> [EXERCISE]
Reproduce the full listing that follows, matching it exactly.

> [SUPPLIED DATA]

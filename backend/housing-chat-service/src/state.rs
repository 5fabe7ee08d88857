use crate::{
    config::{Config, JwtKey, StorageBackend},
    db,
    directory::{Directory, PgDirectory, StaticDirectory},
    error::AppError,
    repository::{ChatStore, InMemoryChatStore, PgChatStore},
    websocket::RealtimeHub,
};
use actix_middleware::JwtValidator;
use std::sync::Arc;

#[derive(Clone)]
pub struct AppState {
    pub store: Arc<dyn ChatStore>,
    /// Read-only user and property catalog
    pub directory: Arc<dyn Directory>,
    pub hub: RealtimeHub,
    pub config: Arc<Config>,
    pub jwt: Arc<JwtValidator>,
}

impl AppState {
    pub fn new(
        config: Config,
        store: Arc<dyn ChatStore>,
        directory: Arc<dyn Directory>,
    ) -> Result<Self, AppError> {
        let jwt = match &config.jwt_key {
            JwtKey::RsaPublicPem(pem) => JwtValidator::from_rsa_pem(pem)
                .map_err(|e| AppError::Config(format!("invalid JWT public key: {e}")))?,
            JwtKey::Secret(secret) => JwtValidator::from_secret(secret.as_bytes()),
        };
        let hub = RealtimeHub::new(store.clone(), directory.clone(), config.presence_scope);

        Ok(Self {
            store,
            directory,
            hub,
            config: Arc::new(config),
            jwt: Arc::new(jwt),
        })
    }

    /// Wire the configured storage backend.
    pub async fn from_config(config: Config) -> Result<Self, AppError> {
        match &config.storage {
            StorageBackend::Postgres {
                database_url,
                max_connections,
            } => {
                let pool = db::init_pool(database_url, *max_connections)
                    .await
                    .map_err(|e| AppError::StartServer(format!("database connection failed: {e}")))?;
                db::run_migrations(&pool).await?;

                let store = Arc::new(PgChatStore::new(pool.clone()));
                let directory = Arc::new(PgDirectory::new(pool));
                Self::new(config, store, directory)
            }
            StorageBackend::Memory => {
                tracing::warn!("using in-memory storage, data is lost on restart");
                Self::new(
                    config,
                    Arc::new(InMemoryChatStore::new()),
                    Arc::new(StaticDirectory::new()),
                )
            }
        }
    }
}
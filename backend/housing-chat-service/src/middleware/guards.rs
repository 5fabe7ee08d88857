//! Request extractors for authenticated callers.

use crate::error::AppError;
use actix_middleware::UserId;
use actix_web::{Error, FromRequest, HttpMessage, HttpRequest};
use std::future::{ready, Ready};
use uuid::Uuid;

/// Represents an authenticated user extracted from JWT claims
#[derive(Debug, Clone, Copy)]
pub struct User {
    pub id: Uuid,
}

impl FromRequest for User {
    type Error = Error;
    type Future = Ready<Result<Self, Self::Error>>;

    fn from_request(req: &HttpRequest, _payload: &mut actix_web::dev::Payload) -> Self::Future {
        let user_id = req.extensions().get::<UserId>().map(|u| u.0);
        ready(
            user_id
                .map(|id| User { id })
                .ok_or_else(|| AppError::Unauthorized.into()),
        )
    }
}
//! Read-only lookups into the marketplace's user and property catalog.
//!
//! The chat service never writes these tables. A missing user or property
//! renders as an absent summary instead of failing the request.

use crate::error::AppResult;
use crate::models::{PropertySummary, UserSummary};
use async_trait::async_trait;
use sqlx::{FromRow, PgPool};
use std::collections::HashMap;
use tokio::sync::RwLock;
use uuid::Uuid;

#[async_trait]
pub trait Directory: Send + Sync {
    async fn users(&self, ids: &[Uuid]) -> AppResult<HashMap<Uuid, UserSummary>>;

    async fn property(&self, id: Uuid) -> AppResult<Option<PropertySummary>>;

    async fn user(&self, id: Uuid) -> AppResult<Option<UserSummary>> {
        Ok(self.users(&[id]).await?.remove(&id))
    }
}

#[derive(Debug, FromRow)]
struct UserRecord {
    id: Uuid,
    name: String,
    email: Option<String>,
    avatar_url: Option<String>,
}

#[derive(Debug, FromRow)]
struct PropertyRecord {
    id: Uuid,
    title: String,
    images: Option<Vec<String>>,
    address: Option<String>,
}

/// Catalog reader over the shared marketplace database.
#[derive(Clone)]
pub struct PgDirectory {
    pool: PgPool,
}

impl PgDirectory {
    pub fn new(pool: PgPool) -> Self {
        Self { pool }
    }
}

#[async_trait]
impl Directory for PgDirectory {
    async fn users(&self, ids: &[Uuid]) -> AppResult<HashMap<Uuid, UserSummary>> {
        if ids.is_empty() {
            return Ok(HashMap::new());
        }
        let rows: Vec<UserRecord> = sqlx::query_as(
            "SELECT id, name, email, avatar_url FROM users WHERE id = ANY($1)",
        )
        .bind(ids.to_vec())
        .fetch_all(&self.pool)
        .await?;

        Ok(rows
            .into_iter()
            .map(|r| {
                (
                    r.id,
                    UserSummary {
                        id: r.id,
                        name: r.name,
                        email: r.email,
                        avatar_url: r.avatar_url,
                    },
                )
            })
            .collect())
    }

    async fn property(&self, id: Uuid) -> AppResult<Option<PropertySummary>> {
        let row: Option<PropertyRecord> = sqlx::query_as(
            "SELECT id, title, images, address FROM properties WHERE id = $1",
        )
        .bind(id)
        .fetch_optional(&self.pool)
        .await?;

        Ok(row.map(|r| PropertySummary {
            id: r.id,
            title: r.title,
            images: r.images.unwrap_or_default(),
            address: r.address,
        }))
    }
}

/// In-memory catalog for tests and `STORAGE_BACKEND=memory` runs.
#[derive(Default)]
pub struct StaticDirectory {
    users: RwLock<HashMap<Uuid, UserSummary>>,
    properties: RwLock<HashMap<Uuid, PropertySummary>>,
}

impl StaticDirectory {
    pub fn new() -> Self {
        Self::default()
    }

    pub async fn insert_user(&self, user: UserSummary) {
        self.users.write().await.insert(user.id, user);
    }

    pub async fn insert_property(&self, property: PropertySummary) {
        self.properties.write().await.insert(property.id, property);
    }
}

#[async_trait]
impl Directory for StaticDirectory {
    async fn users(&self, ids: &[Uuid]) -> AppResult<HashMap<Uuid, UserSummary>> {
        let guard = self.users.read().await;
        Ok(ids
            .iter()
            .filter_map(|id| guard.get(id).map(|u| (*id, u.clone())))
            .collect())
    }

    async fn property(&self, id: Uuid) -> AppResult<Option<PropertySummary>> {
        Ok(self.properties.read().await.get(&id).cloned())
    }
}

> [OUTPUT OF THE TASK]
filename backend/housing-chat-service/src/state.rs
repository 5fabe7ee08d88857
use crate::{
    config::{Config, JwtKey, StorageBackend},
    db,
    directory::{Directory, PgDirectory, StaticDirectory},
    error::AppError,
    repository::{ChatStore, InMemoryChatStore, PgChatStore},
    websocket::RealtimeHub,
};
use actix_middleware::JwtValidator;
use std::sync::Arc;

#[derive(Clone)]
pub struct AppState {
    pub store: Arc<dyn ChatStore>,
    /// Read-only user and property catalog
    pub directory: Arc<dyn Directory>,
    pub hub: RealtimeHub,
    pub config: Arc<Config>,
    pub jwt: Arc<JwtValidator>,
}

impl AppState {
    pub fn new(
        config: Config,
        store: Arc<dyn ChatStore>,
        directory: Arc<dyn Directory>,
    ) -> Result<Self, AppError> {
        let jwt = match &config.jwt_key {
            JwtKey::RsaPublicPem(pem) => JwtValidator::from_rsa_pem(pem)
                .map_err(|e| AppError::Config(format!("invalid JWT public key: {e}")))?,
            JwtKey::Secret(secret) => JwtValidator::from_secret(secret.as_bytes()),
        };
        let hub = RealtimeHub::new(store.clone(), directory.clone(), config.presence_scope);

        Ok(Self {
            store,
            directory,
            hub,
            config: Arc::new(config),
            jwt: Arc::new(jwt),
        })
    }

    /// Wire the configured storage backend.
    pub async fn from_config(config: Config) -> Result<Self, AppError> {
        match &config.storage {
            StorageBackend::Postgres {
                database_url,
                max_connections,
            } => {
                let pool = db::init_pool(database_url, *max_connections)
                    .await
                    .map_err(|e| AppError::StartServer(format!("database connection failed: {e}")))?;
                db::run_migrations(&pool).await?;

                let store = Arc::new(PgChatStore::new(pool.clone()));
                let directory = Arc::new(PgDirectory::new(pool));
                Self::new(config, store, directory)
            }
            StorageBackend::Memory => {
                tracing::warn!("using in-memory storage, data is lost on restart");
                Self::new(
                    config,
                    Arc::new(InMemoryChatStore::new()),
                    Arc::new(StaticDirectory::new()),
                )
            }
        }
    }
}
filename backend/housing-chat-service/src/middleware/guards.rs
repository 5fabe7ee08d88857
//! Request extractors for authenticated callers.

use crate::error::AppError;
use actix_middleware::UserId;
use actix_web::{Error, FromRequest, HttpMessage, HttpRequest};
use std::future::{ready, Ready};
use uuid::Uuid;

/// Represents an authenticated user extracted from JWT claims
#[derive(Debug, Clone, Copy)]
pub struct User {
    pub id: Uuid,
}

impl FromRequest for User {
    type Error = Error;
    type Future = Ready<Result<Self, Self::Error>>;

    fn from_request(req: &HttpRequest, _payload: &mut actix_web::dev::Payload) -> Self::Future {
        let user_id = req.extensions().get::<UserId>().map(|u| u.0);
        ready(
            user_id
                .map(|id| User { id })
                .ok_or_else(|| AppError::Unauthorized.into()),
        )
    }
}
//! Read-only lookups into the marketplace's user and property catalog.
//!
//! The chat service never writes these tables. A missing user or property
//! renders as an absent summary instead of failing the request.

use crate::error::AppResult;
use crate::models::{PropertySummary, UserSummary};
use async_trait::async_trait;
use sqlx::{FromRow, PgPool};
use std::collections::HashMap;
use tokio::sync::RwLock;
use uuid::Uuid;

#[async_trait]
pub trait Directory: Send + Sync {
    async fn users(&self, ids: &[Uuid]) -> AppResult<HashMap<Uuid, UserSummary>>;

    async fn property(&self, id: Uuid) -> AppResult<Option<PropertySummary>>;

    async fn user(&self, id: Uuid) -> AppResult<Option<UserSummary>> {
        Ok(self.users(&[id]).await?.remove(&id))
    }
}

#[derive(Debug, FromRow)]
struct UserRecord {
    id: Uuid,
    name: String,
    email: Option<String>,
    avatar_url: Option<String>,
}

#[derive(Debug, FromRow)]
struct PropertyRecord {
    id: Uuid,
    title: String,
    images: Option<Vec<String>>,
    address: Option<String>,
}

/// Catalog reader over the shared marketplace database.
#[derive(Clone)]
pub struct PgDirectory {
    pool: PgPool,
}

impl PgDirectory {
    pub fn new(pool: PgPool) -> Self {
        Self { pool }
    }
}

#[async_trait]
impl Directory for PgDirectory {
    async fn users(&self, ids: &[Uuid]) -> AppResult<HashMap<Uuid, UserSummary>> {
        if ids.is_empty() {
            return Ok(HashMap::new());
        }
        let rows: Vec<UserRecord> = sqlx::query_as(
            "SELECT id, name, email, avatar_url FROM users WHERE id = ANY($1)",
        )
        .bind(ids.to_vec())
        .fetch_all(&self.pool)
        .await?;

        Ok(rows
            .into_iter()
            .map(|r| {
                (
                    r.id,
                    UserSummary {
                        id: r.id,
                        name: r.name,
                        email: r.email,
                        avatar_url: r.avatar_url,
                    },
                )
            })
            .collect())
    }

    async fn property(&self, id: Uuid) -> AppResult<Option<PropertySummary>> {
        let row: Option<PropertyRecord> = sqlx::query_as(
            "SELECT id, title, images, address FROM properties WHERE id = $1",
        )
        .bind(id)
        .fetch_optional(&self.pool)
        .await?;

        Ok(row.map(|r| PropertySummary {
            id: r.id,
            title: r.title,
            images: r.images.unwrap_or_default(),
            address: r.address,
        }))
    }
}

/// In-memory catalog for tests and `STORAGE_BACKEND=memory` runs.
#[derive(Default)]
pub struct StaticDirectory {
    users: RwLock<HashMap<Uuid, UserSummary>>,
    properties: RwLock<HashMap<Uuid, PropertySummary>>,
}

impl StaticDirectory {
    pub fn new() -> Self {
        Self::default()
    }

    pub async fn insert_user(&self, user: UserSummary) {
        self.users.write().await.insert(user.id, user);
    }

    pub async fn insert_property(&self, property: PropertySummary) {
        self.properties.write().await.insert(property.id, property);
    }
}

#[async_trait]
impl Directory for StaticDirectory {
    async fn users(&self, ids: &[Uuid]) -> AppResult<HashMap<Uuid, UserSummary>> {
        let guard = self.users.read().await;
        Ok(ids
            .iter()
            .filter_map(|id| guard.get(id).map(|u| (*id, u.clone())))
            .collect())
    }

    async fn property(&self, id: Uuid) -> AppResult<Option<PropertySummary>> {
        Ok(self.properties.read().await.get(&id).cloned())
    }
}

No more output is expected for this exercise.